We checked out of Australia on Tuesday afternoon at the Border Force office on Thursday Island after a last Aussie lunch, burgers and fries at the same hotel café as before. It’s hard to beat a $10 special. The ferry driver recommended a cafe down the street and the cabinet food there may have been a little healthier but how can you pass up a pile of hot crisp made-to-order fries? You can’t. That’s all there is to it.
The clearing out process was quick and easy and we got a Border Force shopping tote, two Border Force caps, a Border Force cool wrap, a Border Force water bottle and a Border Force pen. We’re all set with Border Force branded gear.
We did our last bit of provisioning at the supermarket before catching the 4:15 ferry back to Horn Island, but really, we don’t have room for anything else and long ago stuffed the cupboards with all the must have items we understand might be hard to come by in Indonesia. I think we could survive a year on the food we have onboard.
Wednesday the change of tide came at mid day so for once we didn’t have to pop out of bed in the dark and get underway before the coffee kicked in. The Torres Strait has wicked tidal streams that can set you back a couple of knots or give you a welcome assist. Timing it is confusing but we came out ok. Our method is to see when everyone else goes and follow them. It doesn’t always work but the odds are with us and this time was perfect.
It was sad leaving Australia. We fell in love with the country long before we arrived, lured by the many Aussies we met along the way, from Laurie and Sonia of Moana Roa in the Caribbean, to Tom of Dancing Bear, and Phil and Karel of Tehani Li in the Galapagos, to Diana and Alex of Enki II, and Di and Bruce of Toucan across the Pacific. They all share what we’ve come to think of as the Australian character: a big heart, a generous spirit, an irreverent sense of humor, and a ready enthusiasm for fun and adventure. Maybe those are just traits of long-distance cruisers, and if so, Australians embody them better than anyone.

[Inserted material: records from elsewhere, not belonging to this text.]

//!  A builder for top-level font objects

use std::borrow::Cow;
use std::collections::BTreeMap;
use std::fmt::Display;

use font_types::{Tag, APPLE_TT_SFNT_VERSION, CFF_SFNT_VERSION, TT_SFNT_VERSION};

use crate::{
    font_data::FontData,
    read::{FontRead, ReadError},
    tables::{head, TopLevelTable},
    util::{checksum, round4, SearchRange},
    write::{FontWrite, TableWriter},
};

const TABLE_RECORD_LEN: usize = 16;
const HEADER_LEN: usize = 12;

/// The sum that the whole font, including `checksumAdjustment`, adds up to.
pub const CHECKSUM_MAGIC: u32 = 0xB1B0AFBA;

/// The [Table Directory] at the start of every sfnt font.
///
/// [Table Directory]: https://learn.microsoft.com/en-us/typography/opentype/spec/otff#table-directory
#[derive(Clone, Debug, PartialEq, Eq)]
pub struct TableDirectory {
    pub sfnt_version: u32,
    pub search_range: u16,
    pub entry_selector: u16,
    pub range_shift: u16,
    pub table_records: Vec<TableRecord>,
}

/// A single entry in the [`TableDirectory`].
#[derive(Clone, Copy, Debug, PartialEq, Eq)]
pub struct TableRecord {
    pub tag: Tag,
    pub checksum: u32,
    pub offset: u32,
    pub length: u32,
}

/// Build a font from some set of tables.
///
/// Tables are written in tag order, each padded to a four-byte boundary.
#[derive(Debug, Clone)]
pub struct FontBuilder<'a> {
    sfnt_version: u32,
    tables: BTreeMap<Tag, Cow<'a, [u8]>>,
}

/// An error returned when attempting to add a table to the builder.
///
/// This wraps a compilation error, adding the tag of the table where it was
/// encountered.
#[derive(Clone, Debug, PartialEq, Eq)]
#[non_exhaustive]
pub struct BuilderError {
    /// The tag of the root table where the error occurred
    pub tag: Tag,
    /// The underlying error
    pub inner: crate::error::Error,
}

impl TableDirectory {
    pub fn from_table_records(sfnt_version: u32, table_records: Vec<TableRecord>) -> Self {
        // See https://learn.microsoft.com/en-us/typography/opentype/spec/otff#table-directory
        let computed = SearchRange::compute(table_records.len(), TABLE_RECORD_LEN);
        TableDirectory {
            sfnt_version,
            search_range: computed.search_range,
            entry_selector: computed.entry_selector,
            range_shift: computed.range_shift,
            table_records,
        }
    }

    pub fn find(&self, tag: Tag) -> Option<&TableRecord> {
        self.table_records.iter().find(|record| record.tag == tag)
    }
}

impl TableRecord {
    pub fn new(tag: Tag, checksum: u32, offset: u32, length: u32) -> Self {
        TableRecord {
            tag,
            checksum,
            offset,
            length,
        }
    }

    /// The table's bytes within the font.
    pub fn data<'a>(&self, font: FontData<'a>) -> Result<FontData<'a>, ReadError> {
        let start = self.offset as usize;
        font.slice(start..start + self.length as usize)
            .ok_or(ReadError::OutOfBounds)
    }
}

impl FontRead for TableDirectory {
    fn read(data: FontData<'_>) -> Result<Self, ReadError> {
        let mut cursor = data.cursor();
        let sfnt_version: u32 = cursor.read()?;
        if ![TT_SFNT_VERSION, CFF_SFNT_VERSION, APPLE_TT_SFNT_VERSION].contains(&sfnt_version) {
            return Err(ReadError::InvalidSfnt(sfnt_version));
        }
        let num_tables: u16 = cursor.read()?;
        let search_range = cursor.read()?;
        let entry_selector = cursor.read()?;
        let range_shift = cursor.read()?;
        if cursor.remaining_len() / TABLE_RECORD_LEN < num_tables as usize {
            return Err(ReadError::OutOfBounds);
        }
        let table_records = (0..num_tables)
            .map(|_| {
                Ok(TableRecord {
                    tag: cursor.read()?,
                    checksum: cursor.read()?,
                    offset: cursor.read()?,
                    length: cursor.read()?,
                })
            })
            .collect::<Result<_, ReadError>>()?;
        Ok(TableDirectory {
            sfnt_version,
            search_range,
            entry_selector,
            range_shift,
            table_records,
        })
    }
}

impl FontWrite for TableDirectory {
    fn write_into(&self, writer: &mut TableWriter) {
        self.sfnt_version.write_into(writer);
        (self.table_records.len() as u16).write_into(writer);
        self.search_range.write_into(writer);
        self.entry_selector.write_into(writer);
        self.range_shift.write_into(writer);
        for record in &self.table_records {
            record.tag.write_into(writer);
            record.checksum.write_into(writer);
            record.offset.write_into(writer);
            record.length.write_into(writer);
        }
    }
}

impl Default for FontBuilder<'_> {
    fn default() -> Self {
        FontBuilder::new(TT_SFNT_VERSION)
    }
}

impl<'a> FontBuilder<'a> {
    /// Create a new builder to compile a binary font
    pub fn new(sfnt_version: u32) -> Self {
        FontBuilder {
            sfnt_version,
            tables: BTreeMap::new(),
        }
    }

    /// A builder method to add raw data for the provided tag
    pub fn add_raw(&mut self, tag: Tag, data: impl Into<Cow<'a, [u8]>>) -> &mut Self {
        self.tables.insert(tag, data.into());
        self
    }

    /// Assemble all the tables into a binary font file with a [Table Directory].
    ///
    /// If a `head` table is present its `checksumAdjustment` is computed over
    /// the finished font. The field should be zero in the data that was added.
    ///
    /// [Table Directory]: https://learn.microsoft.com/en-us/typography/opentype/spec/otff#table-directory
    pub fn build(&mut self) -> Vec<u8> {
        let header_len = HEADER_LEN + self.tables.len() * TABLE_RECORD_LEN;

        let mut position = header_len as u32;
        let table_records: Vec<_> = self
            .tables
            .iter()
            .map(|(tag, data)| {
                let offset = position;
                let length = data.len() as u32;
                position += round4(data.len()) as u32;
                TableRecord::new(*tag, checksum(data), offset, length)
            })
            .collect();

        let directory = TableDirectory::from_table_records(self.sfnt_version, table_records);

        let mut writer = TableWriter::default();
        directory.write_into(&mut writer);
        let mut data = writer.into_data();
        for table in self.tables.values() {
            data.extend_from_slice(table);
            let rem = round4(table.len()) - table.len();
            data.extend_from_slice(&[0u8; 4][..rem]);
        }

        let head_record = directory.find(head::Head::TAG);
        if let Some(record) = head_record.filter(|record| record.length >= 12) {
            let adjustment = CHECKSUM_MAGIC.wrapping_sub(checksum(&data));
            let pos = record.offset as usize + head::CHECKSUM_ADJUSTMENT_OFFSET;
            data[pos..pos + 4].copy_from_slice(&adjustment.to_be_bytes());
            log::trace!("checksumAdjustment 0x{adjustment:08X}");
        }
        data
    }
}

impl Display for BuilderError {
    fn fmt(&self, f: &mut std::fmt::Formatter<'_>) -> std::fmt::Result {
        write!(f, "failed to build '{}' table: '{}'", self.tag, self.inner)
    }
}

impl std::error::Error for BuilderError {
    fn source(&self) -> Option<&(dyn std::error::Error + 'static)> {
        Some(&self.inner)
    }
}

#[cfg(test)]
mod tests {
    use super::*;

    #[test]
    fn sets_binary_search_assists() {
        // Based on Roboto's num tables
        let data = b"doesn't matter".to_vec();
        let mut builder = FontBuilder::default();
        (0..0x16u32).for_each(|i| {
            builder.add_raw(Tag::from_be_bytes(i.to_ne_bytes()), data.as_slice());
        });
        let bytes = builder.build();
        let td = TableDirectory::read(FontData::new(&bytes)).unwrap();
        assert_eq!(
            (256, 4, 96),
            (td.search_range, td.entry_selector, td.range_shift)
        );
        assert_eq!(td.table_records.len(), 0x16);
    }

    #[test]
    fn survives_no_tables() {
        let bytes = FontBuilder::default().build();
        assert_eq!(bytes, [0, 1, 0, 0, 0, 0, 0, 0, 0, 0, 0, 0]);
    }

    #[test]
    fn tables_sorted_and_padded() {
        let mut builder = FontBuilder::new(CFF_SFNT_VERSION);
        builder
            .add_raw(Tag::new(b"zzzz"), vec![1, 2, 3])
            .add_raw(Tag::new(b"AAAA"), vec![4, 5, 6, 7, 8]);
        let bytes = builder.build();
        let font = FontData::new(&bytes);
        let td = TableDirectory::read(font).unwrap();
        assert_eq!(td.sfnt_version, CFF_SFNT_VERSION);
        let tags = td.table_records.iter().map(|r| r.tag).collect::<Vec<_>>();
        assert_eq!(tags, [Tag::new(b"AAAA"), Tag::new(b"zzzz")]);

        let first = td.table_records[0];
        let second = td.table_records[1];
        assert_eq!(first.offset, 12 + 32);
        assert_eq!(first.length, 5);
        assert_eq!(second.offset, first.offset + 8);
        assert_eq!(first.data(font).unwrap().as_bytes(), &[4, 5, 6, 7, 8]);
        assert_eq!(first.checksum, 0x0405_0607 + 0x0800_0000);
        assert_eq!(bytes.len(), 12 + 32 + 8 + 4);
    }

    #[test]
    fn checksum_adjustment_is_patched() {
        let head = head::Head::default();
        let mut builder = FontBuilder::default();
        builder.add_raw(head::Head::TAG, crate::write::dump_table(&head).unwrap());
        builder.add_raw(Tag::new(b"abcd"), vec![0xFF; 7]);
        let bytes = builder.build();
        assert_eq!(checksum(&bytes), CHECKSUM_MAGIC);
    }

    #[test]
    fn unsupported_sfnt_version() {
        let mut bytes = FontBuilder::default().build();
        bytes[..4].copy_from_slice(b"ttcf");
        assert_eq!(
            TableDirectory::read(FontData::new(&bytes)),
            Err(ReadError::InvalidSfnt(u32::from_be_bytes(*b"ttcf")))
        );
    }
}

Once we set foot on Australian soil we felt instantly at home. It’s big, diverse, unruly yet regulated, profound and ridiculous, familiar and confusing all at once. Any country that shortens many of their names for things by adding either ‘ie’ or ‘o’, as in barbie for BBQ or rego for registration, doesn’t take itself too seriously. But why do they call a fuel pump a bowser? Why do shoes cost so much? And why are they against colorful footwear? We ran out of time to answer these questions.
In the end it was hard to tear ourselves away. It’s easy living, and we were seduced by ready access to every little whim. That ends up being bad for our pocketbooks and salves the itchy feet that brought us to this side of the globe in the first place. It’s definitely time to move on.
We’re on our way now to a place completely unfamiliar, where English is not widely spoken, where our rusty traveler skills will be exercised, where every day will be a journey. And that journey, for us, is home.